I mean, I hear now that there's a movement to go back to the original Washington Redskin name and logo. I think the problem was the cancel culture folk were ignorant of what a redskin is—it didn’t refer to skin-colour, but was an authentic name for a purification ceremony where warriors would pigment themselves. The misinformed were misled by (of all things) Webster's Dictionary.

“Not racism then, just the lesser offence of cultural appropriation?”

Funny thing is the logo (when turned from an R to a portrait in the 70s) was made by an Indian artist and approved by an Indian council. If it was appropriation then it was the Indians appropriating an NFL team. The offense is (isn't it?) the stupidity! To my mind it’s the religious rainbow denatured for no reason, part of a horrible social (in the past we’d have called it psychological) drama. After all what does skin-colour signify? 

“Flesh tint”, “flesh hue”: this has been the other companies (the other major manufacturers of ‘skin colour’)’s solution. What could it mean but bloodless, like the face of a ham?

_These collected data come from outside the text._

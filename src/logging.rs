use std::env;
use std::io::Write;

use colored::Colorize;
use env_logger::Builder;
use log::{Level, LevelFilter};

/// Install the global logger. `-v` flags set the level; `RUST_LOG`, when
/// present, overrides it (e.g. `RUST_LOG=robocommit::git=debug`).
pub fn init_logger(verbosity: u8) {
    builder(verbosity, env::var("RUST_LOG").ok().as_deref()).init();
}

fn level_for(verbosity: u8) -> LevelFilter {
    match verbosity {
        0 => LevelFilter::Error, // default: only errors
        1 => LevelFilter::Info,  // -v: info and up
        2 => LevelFilter::Debug, // -vv: debug and up
        _ => LevelFilter::Trace, // -vvv: trace and up
    }
}

fn builder(verbosity: u8, rust_log: Option<&str>) -> Builder {
    let mut builder = Builder::new();
    builder.filter_level(level_for(verbosity));
    if let Some(filters) = rust_log.filter(|f| !f.trim().is_empty()) {
        builder.parse_filters(filters);
    }

    builder.format(|buf, record| {
        let level_label = match record.level() {
            Level::Error => "ERROR".red().bold(),
            Level::Warn  => "WARN ".yellow().bold(),
            Level::Info  => "INFO ".white().bold(),
            Level::Debug => "DEBUG".bright_black(),
            Level::Trace => "TRACE".bright_black(),
        };

        writeln!(buf, "{} {}", level_label, record.args())
    });

    builder
}
use crate::Cli;
use serde::Deserialize;
use std::env;
use std::fs;
use std::path::{Path, PathBuf};

pub const DEFAULT_MODEL: &str = "text-davinci-003";
pub const DEFAULT_ENDPOINT: &str = "https://api.openai.com/v1/completions";
pub const DEFAULT_MAX_TOKENS: u32 = 256;
pub const DEFAULT_TEMPERATURE: f32 = 0.85;
pub const DEFAULT_MAX_DIFF_CHARS: usize = 10_000;
pub const DEFAULT_DEBUG_PROMPT: &str = ".prompt";
pub const DEFAULT_EXCLUDED_FILES: [&str; 2] = ["package-lock.json", "yarn.lock"];

/// Final resolved configuration for robocommit.
#[derive(Debug, Clone)]
pub struct Config {
    /// May be absent; the hook checks for it only after the skip rule.
    pub openai_api_key: Option<String>,
    pub model: String,
    pub endpoint: String,
    pub max_tokens: u32,
    pub temperature: f32,
    pub max_diff_chars: usize,
    pub debug_prompt: PathBuf,
    pub excluded_files: Vec<String>,
}

impl Default for Config {
    fn default() -> Self {
        Config::resolve(None, None, None, FileConfig::default())
    }
}

impl Config {
    /// Build the final config from CLI flags, environment, TOML file, and defaults.
    ///
    /// Precedence:
    ///   1. CLI flags (`--model`, `--api-key`, ...)
    ///   2. Env vars `ROBOCOMMIT_MODEL` and `OPENAI_API_KEY`
    ///   3. TOML `~/.config/robocommit.toml`
    ///   4. Hardcoded defaults
    pub fn from_sources(cli: &Cli) -> Self {
        let file_cfg = config_path()
            .and_then(|path| load_file_config(&path))
            .unwrap_or_default();

        Config::resolve(
            Some(cli),
            env::var("ROBOCOMMIT_MODEL").ok(),
            env::var("OPENAI_API_KEY").ok(),
            file_cfg,
        )
    }

    fn resolve(
        cli: Option<&Cli>,
        model_env: Option<String>,
        api_key_env: Option<String>,
        file_cfg: FileConfig,
    ) -> Self {
        let model = cli
            .and_then(|c| c.model.clone())
            .or(model_env)
            .or(file_cfg.model)
            .unwrap_or_else(|| DEFAULT_MODEL.to_string());

        let openai_api_key = cli
            .and_then(|c| c.api_key.clone())
            .or(api_key_env)
            .or(file_cfg.openai_api_key)
            .filter(|k| !k.trim().is_empty());

        let endpoint = cli
            .and_then(|c| c.endpoint.clone())
            .or(file_cfg.endpoint)
            .unwrap_or_else(|| DEFAULT_ENDPOINT.to_string());

        let max_tokens = cli
            .and_then(|c| c.max_tokens)
            .or(file_cfg.max_tokens)
            .unwrap_or(DEFAULT_MAX_TOKENS);

        let temperature = cli
            .and_then(|c| c.temperature)
            .or(file_cfg.temperature)
            .unwrap_or(DEFAULT_TEMPERATURE);

        let debug_prompt = cli
            .and_then(|c| c.debug_prompt.clone())
            .or(file_cfg.debug_prompt)
            .unwrap_or_else(|| PathBuf::from(DEFAULT_DEBUG_PROMPT));

        let excluded_files = file_cfg.excluded_files.unwrap_or_else(|| {
            DEFAULT_EXCLUDED_FILES
                .iter()
                .map(|s| s.to_string())
                .collect()
        });

        Config {
            openai_api_key,
            model,
            endpoint,
            max_tokens,
            temperature,
            max_diff_chars: file_cfg.max_diff_chars.unwrap_or(DEFAULT_MAX_DIFF_CHARS),
            debug_prompt,
            excluded_files,
        }
    }
}

#[derive(Debug, Default, Deserialize)]
struct FileConfig {
    /// Default model to use when not provided via CLI or env.
    pub model: Option<String>,
    pub openai_api_key: Option<String>,
    pub endpoint: Option<String>,
    pub max_tokens: Option<u32>,
    pub temperature: Option<f32>,
    pub max_diff_chars: Option<usize>,
    pub debug_prompt: Option<PathBuf>,
    /// Staged files left out of the diff, matched by exact name.
    pub excluded_files: Option<Vec<String>>,
}

/// Return `~/.config/robocommit.toml`
fn config_path() -> Option<PathBuf> {
    let home = dirs::home_dir()?;
    Some(home.join(".config").join("robocommit.toml"))
}

/// Read and parse a config file. Missing, unreadable and malformed files all
/// yield `None`; the last two are logged.
fn load_file_config(path: &Path) -> Option<FileConfig> {
    if !path.exists() {
        return None;
    }

    let data = fs::read_to_string(path)
        .map_err(|e| log::warn!("Ignoring {}: {}", path.display(), e))
        .ok()?;

    parse_file_config(&data)
        .map_err(|e| log::warn!("Ignoring {}: {}", path.display(), e))
        .ok()
}

fn parse_file_config(data: &str) -> Result<FileConfig, toml::de::Error> {
    toml::from_str::<FileConfig>(data)
}

#[cfg(test)]
mod tests {
    use super::*;
    use clap::Parser;

    #[test]
    fn defaults_match_the_stock_hook() {
        let cfg = Config::default();

        assert_eq!(cfg.model, "text-davinci-003");
        assert_eq!(cfg.endpoint, "https://api.openai.com/v1/completions");
        assert_eq!(cfg.max_tokens, 256);
        assert_eq!(cfg.temperature, 0.85);
        assert_eq!(cfg.max_diff_chars, 10_000);
        assert_eq!(cfg.debug_prompt, PathBuf::from(".prompt"));
        assert_eq!(cfg.excluded_files, vec!["package-lock.json", "yarn.lock"]);
        assert!(cfg.openai_api_key.is_none());
    }

    #[test]
    fn cli_beats_env_beats_file() {
        let file_cfg = parse_file_config(
            r#"
            model = "from-file"
            max_tokens = 64
            excluded_files = ["Cargo.lock"]
            "#,
        )
        .unwrap();
        let cli = Cli::parse_from(["robocommit", "MSG", "--model", "from-cli"]);

        let cfg = Config::resolve(Some(&cli), Some("from-env".into()), None, file_cfg);

        assert_eq!(cfg.model, "from-cli");
        assert_eq!(cfg.max_tokens, 64);
        assert_eq!(cfg.excluded_files, vec!["Cargo.lock"]);
    }

    #[test]
    fn env_key_beats_file_key() {
        let file_cfg = parse_file_config("openai_api_key = \"file-key\"").unwrap();

        let cfg = Config::resolve(None, Some("from-env".into()), Some("env-key".into()), file_cfg);

        assert_eq!(cfg.model, "from-env");
        assert_eq!(cfg.openai_api_key.as_deref(), Some("env-key"));
    }

    #[test]
    fn blank_api_key_counts_as_missing() {
        let cfg = Config::resolve(None, None, Some("   ".into()), FileConfig::default());
        assert!(cfg.openai_api_key.is_none());
    }

    #[test]
    fn unreadable_file_falls_back_to_defaults() {
        let dir = tempfile::tempdir().unwrap();
        // a directory exists but cannot be read as a file
        let path = dir.path().join("robocommit.toml");
        fs::create_dir(&path).unwrap();

        let file_cfg = load_file_config(&path);
        assert!(file_cfg.is_none());

        let cfg = Config::resolve(None, None, None, file_cfg.unwrap_or_default());
        assert_eq!(cfg.model, DEFAULT_MODEL);
        assert_eq!(cfg.max_tokens, DEFAULT_MAX_TOKENS);
    }

    #[test]
    fn malformed_file_falls_back_to_defaults() {
        let dir = tempfile::tempdir().unwrap();
        let path = dir.path().join("robocommit.toml");
        fs::write(&path, "model = [unterminated").unwrap();

        assert!(load_file_config(&path).is_none());
    }

    #[test]
    fn missing_file_is_not_an_error() {
        let dir = tempfile::tempdir().unwrap();
        assert!(load_file_config(&dir.path().join("absent.toml")).is_none());
    }

    #[test]
    fn readable_file_is_loaded() {
        let dir = tempfile::tempdir().unwrap();
        let path = dir.path().join("robocommit.toml");
        fs::write(&path, "model = \"from-file\"\nmax_diff_chars = 500\n").unwrap();

        let cfg = Config::resolve(None, None, None, load_file_config(&path).unwrap());

        assert_eq!(cfg.model, "from-file");
        assert_eq!(cfg.max_diff_chars, 500);
    }

    #[test]
    fn malformed_file_is_an_error() {
        assert!(parse_file_config("max_tokens = \"lots\"").is_err());
    }
}
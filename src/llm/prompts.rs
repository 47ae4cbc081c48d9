/// Leading token every accepted suggestion must carry.
pub const MARKER: &str = "🤖 ";

/// First word the model is steered away from.
pub const BANNED_FIRST_WORD: &str = "Update";

pub const ROLE_INSTRUCTIONS: &str = r#"I want you to act as a technical writer for software engineers, your primary responsibility
is to write clear and concise commit messages for code changes. Your job is to communicate
the purpose and impact of code changes to other members of the development team. It is
important to provide context and details about the changes made, but avoid including
personal opinions or subjective evaluations in your messages.

A good commit message has the following characteristics:
- It is concise and accurately describes the changes made in the commit.
- It is written in the imperative mood and begins with a verb
- It explains why the change was made, rather than how it was made.
- It includes a signature at the end of the message."#;

pub const EXAMPLE_FIX: &str = r#"🤖 Fix password bug in login form

The login form was submitting even if the password field was empty.
This commit fixes the bug by checking that the password field is not
empty before allowing the form to be submitted.
"#;

pub const EXAMPLE_DEPENDENCIES: &str = r#"🤖 Add prettier and eslint dependencies

This commit updates the package.json file to include the latest
dependencies for prettier and eslint.

prettier is a code formatter that automatically formats code to
conform to a consistent style. It is configured to use the
recommended settings for the JavaScript Standard Style.

eslint is a linter that checks for common errors and code smells.
It is configured to use the recommended settings for the
JavaScript Standard Style."#;

pub const STYLE_TIPS: &str = r#"Some other tips for writing good commit messages:
- Separate subject from body with a blank line
- Keep the subject line (the first line) to 50 characters or less
- Use the body of the message to explain the details of the commit, if necessary
- Wrap the body at 72 characters
- The first two characters should be "🤖 " to indicate that the commit message was written by an AI model
- Do not start with the word "Update" or anything implied by a commit"#;

pub const TASK: &str = "Your first task is to review staged changes and suggest a clear and concise commit message for the latest code update to ensure they meet the required standards described above for clarity and conciseness.";

pub const FIRST_LINE_RULES: &str = r#"Lastly, avoid starting the message with "🤖 Update". Instead, choose a unique and stylish first line in the imperative tense that concisely describes the changes made in the commit. This line should be no more than 50 characters."#;

pub const STATUS_COMMAND: &str = "git status -s";
pub const DIFF_COMMAND: &str = "git diff --cached --no-color --no-ext-diff --unified=0 --no-prefix";
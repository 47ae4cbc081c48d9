use crate::error::{HookError, Result};
use std::fs::{self, OpenOptions};
use std::io::Write;
use std::path::{Path, PathBuf};

/// Scratch file holding the last prompt and the model's raw reply.
///
/// Written for people to read; robocommit never reads it back.
#[derive(Debug, Clone)]
pub struct DebugPrompt {
    path: PathBuf,
}

impl DebugPrompt {
    pub fn new(path: impl Into<PathBuf>) -> Self {
        DebugPrompt { path: path.into() }
    }

    pub fn path(&self) -> &Path {
        &self.path
    }

    /// Replace the file contents with `prompt`.
    pub fn write(&self, prompt: &str) -> Result<()> {
        fs::write(&self.path, prompt).map_err(|e| HookError::io(&self.path, e))
    }

    /// Append `text` to the file, creating it if needed.
    pub fn append(&self, text: &str) -> Result<()> {
        let mut file = OpenOptions::new()
            .create(true)
            .append(true)
            .open(&self.path)
            .map_err(|e| HookError::io(&self.path, e))?;

        file.write_all(text.as_bytes())
            .map_err(|e| HookError::io(&self.path, e))
    }
}
pub mod completion;
pub mod openai;
pub mod prompt_builder;
pub mod prompts;

use crate::error::Result;

/// Trait for talking to a text-completion model.
pub trait CompletionClient {
    /// Submit `prompt` and return a suggestion that passed every acceptance rule.
    fn suggest_commit_message(&self, prompt: &str) -> Result<String>;
}
use crate::config::Config;
use crate::debug_prompt::DebugPrompt;
use crate::error::{HookError, Result};
use crate::git::{StagedChanges, truncate_chars};
use crate::llm::CompletionClient;
use crate::llm::prompt_builder;
use colored::Colorize;
use std::fs;
use std::io::{self, Write};
use std::path::Path;

/// What the pre-flight check decided.
#[derive(Debug, PartialEq, Eq)]
pub enum Precondition<'a> {
    /// The message file already has content; leave it alone.
    Skip,
    /// Go ahead with this API key.
    Proceed(&'a str),
}

/// How a hook invocation ended, when it didn't fail.
#[derive(Debug, PartialEq, Eq)]
pub enum Outcome {
    Skipped,
    Written(String),
}

/// Inputs for one prompt, gathered once per invocation.
#[derive(Debug, Clone)]
pub struct RequestContext {
    pub model: String,
    pub status: String,
    /// Already truncated to the configured maximum.
    pub diff: String,
}

/// Decide whether the hook should run at all.
///
/// A first line with any non-whitespace content means git (or the user)
/// already supplied a message. A missing file counts as empty.
pub fn check_abort<'a>(
    message_file: &Path,
    api_key: Option<&'a str>,
) -> Result<Precondition<'a>> {
    let existing = match fs::read_to_string(message_file) {
        Ok(s) => s,
        Err(e) if e.kind() == io::ErrorKind::NotFound => String::new(),
        Err(e) => return Err(HookError::io(message_file, e)),
    };

    let first_line = existing.lines().next().unwrap_or("");
    if !first_line.trim().is_empty() {
        return Ok(Precondition::Skip);
    }

    match api_key {
        Some(key) => Ok(Precondition::Proceed(key)),
        None => Err(HookError::MissingCredential),
    }
}

pub fn collect_context(
    changes: &dyn StagedChanges,
    model: &str,
    max_diff_chars: usize,
) -> Result<RequestContext> {
    let status = changes.status()?;
    let diff = changes.diff()?;

    let truncated = truncate_chars(&diff, max_diff_chars);
    if truncated.len() < diff.len() {
        log::info!("Diff truncated to {} characters", max_diff_chars);
    }

    Ok(RequestContext {
        model: model.to_string(),
        status,
        diff: truncated.to_string(),
    })
}

/// Build the prompt, ask for a suggestion, and replace the message file with it.
pub fn generate(
    message_file: &Path,
    ctx: &RequestContext,
    artifact: &DebugPrompt,
    client: &dyn CompletionClient,
    out: &mut dyn Write,
) -> Result<String> {
    let prompt = prompt_builder::commit_message_prompt(&ctx.model, &ctx.status, &ctx.diff);
    artifact.write(&prompt)?;
    log::debug!("Prompt saved to {}", artifact.path().display());

    let message = client.suggest_commit_message(&prompt)?;

    match fs::remove_file(message_file) {
        Ok(()) => {}
        Err(e) if e.kind() == io::ErrorKind::NotFound => {}
        Err(e) => return Err(HookError::io(message_file, e)),
    }
    fs::write(message_file, &message).map_err(|e| HookError::io(message_file, e))?;

    print_preview(out, message_file, &message).map_err(|e| HookError::io("<stdout>", e))?;

    Ok(message)
}

/// Run the whole hook.
///
/// `connect` turns the API key into a client; it is only called once the
/// staged changes have been collected.
pub fn run<F>(
    message_file: &Path,
    cfg: &Config,
    changes: &dyn StagedChanges,
    connect: F,
    out: &mut dyn Write,
) -> Result<Outcome>
where
    F: FnOnce(&str) -> Result<Box<dyn CompletionClient>>,
{
    let api_key = match check_abort(message_file, cfg.openai_api_key.as_deref())? {
        Precondition::Skip => {
            writeln!(out, "Commit message already exists, exiting")
                .map_err(|e| HookError::io("<stdout>", e))?;
            return Ok(Outcome::Skipped);
        }
        Precondition::Proceed(key) => key,
    };

    let ctx = collect_context(changes, &cfg.model, cfg.max_diff_chars)?;
    let client = connect(api_key)?;
    let artifact = DebugPrompt::new(cfg.debug_prompt.clone());

    let message = generate(message_file, &ctx, &artifact, client.as_ref(), out)?;
    Ok(Outcome::Written(message))
}

fn print_preview(out: &mut dyn Write, message_file: &Path, message: &str) -> io::Result<()> {
    writeln!(out)?;
    writeln!(out, "Wrote suggested commit message to {}", message_file.display())?;
    writeln!(out)?;
    for line in message.lines() {
        writeln!(out, "> {}", line.dimmed())?;
    }
    Ok(())
}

I feel like The Merchant Of Venice’s lawyer’s legal point that flesh doesn’t include blood should include, And take no skin, either, Alien! If you want it to be flesh you should forfeit all skin!

1. A language game: Report whether a certain body is lighter or darker than another. 

That’s a good question! Are we all the same colour but only different shades? Like blue? Light or dark it’s still called blue. Or even a colour like red where when light it is called pink? Or like orange where in the case of dark orange, the name becomes brown?

“I don't know whether it might be useful to hang something on but there's a book, for babies, called Tickle Tickle by Helen Oxenbury, that has a lot of different skin colours, in the first two being (if I remember correctly) not brown and white but brown and yellow.”

Do you have it with you? 

“Yes, here it is.” 

Well. It was handed over and I took a look. That’s a pretty stupid cover of a book. When I watch Park Chan Wook’s movies I never noticed that all the characters from that part of the world were the colour yellow! Something, apparently, that any baby knows. No doubt if the illustrator were to have sway with Rashomon all the figures would be in yellow highlighter. I mean, stop giving babies books like this! Learning to read isn’t by osmosis. Babies shouldn’t be helpless!